> **Exercise details**
Search through the entries for the word "ValidationError" and copy every line that has it.

> **Available records**
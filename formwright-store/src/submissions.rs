//! SubmissionStore - validated form submissions, append-only.

use formwright_fields::{
    is_empty_value, validate_form, FormData, FormSubmission, SubmissionId, Template, TemplateId,
    ValidationError,
};
use tracing::{debug, warn};

use crate::blob::{load_list, save_list, BlobStore, SUBMISSIONS_KEY};
use crate::error::{Result, StoreError};
use crate::outcome::Outcome;

/// The result of [`SubmissionStore::submit`].
#[derive(Debug, Clone, PartialEq)]
pub enum Submission {
    /// Stored with only the non-empty values of the template's fields
    Accepted(FormSubmission),
    /// Nothing was stored
    Rejected(Vec<ValidationError>),
}

impl Submission {
    pub fn is_accepted(&self) -> bool {
        matches!(self, Self::Accepted(_))
    }

    pub fn errors(&self) -> &[ValidationError] {
        match self {
            Self::Accepted(_) => &[],
            Self::Rejected(errors) => errors,
        }
    }
}

/// Validate `values` against every submittable field of `template`, in
/// display order.
pub fn validate_values(template: &Template, values: &FormData) -> Vec<ValidationError> {
    let fields = template.fields_in_order();
    validate_form(fields.into_iter().filter(|f| f.is_submittable()), values)
}

/// Owns the submission list and persists it under [`SUBMISSIONS_KEY`].
pub struct SubmissionStore<S: BlobStore> {
    blobs: S,
    submissions: Vec<FormSubmission>,
}

impl<S: BlobStore> SubmissionStore<S> {
    pub fn load(blobs: S) -> Result<Self> {
        let submissions: Vec<FormSubmission> = load_list(&blobs, SUBMISSIONS_KEY)?;
        debug!(submissions = submissions.len(), "submission store loaded");
        Ok(Self { blobs, submissions })
    }

    /// Every submission, oldest first.
    pub fn all(&self) -> &[FormSubmission] {
        &self.submissions
    }

    pub fn get(&self, id: &SubmissionId) -> Option<&FormSubmission> {
        self.submissions.iter().find(|s| &s.id == id)
    }

    pub fn submissions_for_template(&self, template_id: &TemplateId) -> Vec<&FormSubmission> {
        self.submissions
            .iter()
            .filter(|s| &s.template_id == template_id)
            .collect()
    }

    pub fn len(&self) -> usize {
        self.submissions.len()
    }

    pub fn is_empty(&self) -> bool {
        self.submissions.is_empty()
    }

    pub fn into_blobs(self) -> S {
        self.blobs
    }

    /// Validate and store a filled-in form.
    ///
    /// Values for unknown or label fields and empty values are dropped before
    /// storing. If nothing is left the call fails with
    /// [`StoreError::EmptySubmission`].
    pub fn submit(&mut self, template: &Template, values: &FormData) -> Result<Submission> {
        let errors = validate_values(template, values);
        if !errors.is_empty() {
            warn!(
                template = %template.id,
                errors = errors.len(),
                "submission rejected"
            );
            return Ok(Submission::Rejected(errors));
        }

        let data: FormData = template
            .fields_in_order()
            .into_iter()
            .filter(|f| f.is_submittable())
            .filter_map(|f| {
                let value = values.get(&f.id);
                if is_empty_value(value) {
                    None
                } else {
                    value.map(|v| (f.id, v.clone()))
                }
            })
            .collect();
        if data.is_empty() {
            return Err(StoreError::EmptySubmission);
        }

        let submission = FormSubmission::new(template.id, data);
        let mut next = self.submissions.clone();
        next.push(submission.clone());
        self.commit(next)?;

        debug!(
            submission = %submission.id,
            template = %template.id,
            values = submission.data.len(),
            "stored submission"
        );
        Ok(Submission::Accepted(submission))
    }

    /// Remove a submission. Unknown ids are ignored.
    pub fn delete(&mut self, id: &SubmissionId) -> Result<Outcome> {
        if self.get(id).is_none() {
            debug!(submission = %id, "delete submission: not found, ignoring");
            return Ok(Outcome::Unchanged);
        }
        let next: Vec<FormSubmission> = self
            .submissions
            .iter()
            .filter(|s| &s.id != id)
            .cloned()
            .collect();
        self.commit(next)?;
        debug!(submission = %id, "deleted submission");
        Ok(Outcome::Applied(()))
    }

    fn commit(&mut self, next: Vec<FormSubmission>) -> Result<()> {
        save_list(&mut self.blobs, SUBMISSIONS_KEY, &next)?;
        self.submissions = next;
        Ok(())
    }
}
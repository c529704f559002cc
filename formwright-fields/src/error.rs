//! Error types for the form model

use thiserror::Error;

/// Result type for model parsing operations
pub type Result<T> = std::result::Result<T, FieldsError>;

/// Errors that can occur when building model values from text
#[derive(Debug, Error)]
pub enum FieldsError {
    /// Identifier is not a valid ULID
    #[error("invalid {kind} id '{value}': {source}")]
    InvalidId {
        kind: &'static str,
        value: String,
        source: ulid::DecodeError,
    },

    /// Unknown field kind name
    #[error("unknown field kind: {name}")]
    UnknownKind { name: String },

    /// Unknown value for an enumerated attribute (label size, boolean variant)
    #[error("invalid value for {attribute}: {value}")]
    InvalidAttribute {
        attribute: &'static str,
        value: String,
    },
}

impl FieldsError {
    /// Create an unknown kind error
    pub fn unknown_kind(name: impl Into<String>) -> Self {
        Self::UnknownKind { name: name.into() }
    }

    /// Create an invalid attribute error
    pub fn invalid_attribute(attribute: &'static str, value: impl Into<String>) -> Self {
        Self::InvalidAttribute {
            attribute,
            value: value.into(),
        }
    }
}
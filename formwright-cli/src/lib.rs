//! Formwright CLI library: argument definitions, command handlers and
//! terminal output helpers used by the `formwright` binary.

pub mod cli;
pub mod commands;
pub mod table;

pub use cli::{Cli, Commands};
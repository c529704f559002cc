//! ID wrapper types for type-safe identifiers.
//!
//! Every entity in a template gets its own ULID-backed newtype so a section
//! id can never be passed where a field id is expected.

use serde::{Deserialize, Serialize};
use ulid::Ulid;

use crate::error::FieldsError;

macro_rules! ulid_id {
    ($(#[$meta:meta])* $name:ident, $kind:literal) => {
        $(#[$meta])*
        #[derive(
            Debug, Clone, Copy, PartialEq, Eq, PartialOrd, Ord, Hash, Serialize, Deserialize,
        )]
        #[serde(transparent)]
        pub struct $name(Ulid);

        impl $name {
            pub fn new() -> Self {
                Self(Ulid::new())
            }

            pub fn from_ulid(ulid: Ulid) -> Self {
                Self(ulid)
            }

            pub fn as_ulid(&self) -> Ulid {
                self.0
            }
        }

        impl Default for $name {
            fn default() -> Self {
                Self::new()
            }
        }

        impl std::fmt::Display for $name {
            fn fmt(&self, f: &mut std::fmt::Formatter<'_>) -> std::fmt::Result {
                write!(f, "{}", self.0)
            }
        }

        impl std::str::FromStr for $name {
            type Err = FieldsError;

            fn from_str(s: &str) -> Result<Self, Self::Err> {
                Ulid::from_string(s)
                    .map(Self)
                    .map_err(|source| FieldsError::InvalidId {
                        kind: $kind,
                        value: s.to_string(),
                        source,
                    })
            }
        }
    };
}

ulid_id!(
    /// Identifier of a template.
    TemplateId,
    "template"
);
ulid_id!(
    /// Identifier of a section within a template.
    SectionId,
    "section"
);
ulid_id!(
    /// Identifier of a field within a section. Also the key of submitted values.
    FieldId,
    "field"
);
ulid_id!(
    /// Identifier of one option of an enum field.
    OptionId,
    "option"
);
ulid_id!(
    /// Identifier of a stored form submission.
    SubmissionId,
    "submission"
);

> **Task response**
    ValidationError,
    Rejected(Vec<ValidationError>),
    pub fn errors(&self) -> &[ValidationError] {
pub fn validate_values(template: &Template, values: &FormData) -> Vec<ValidationError> {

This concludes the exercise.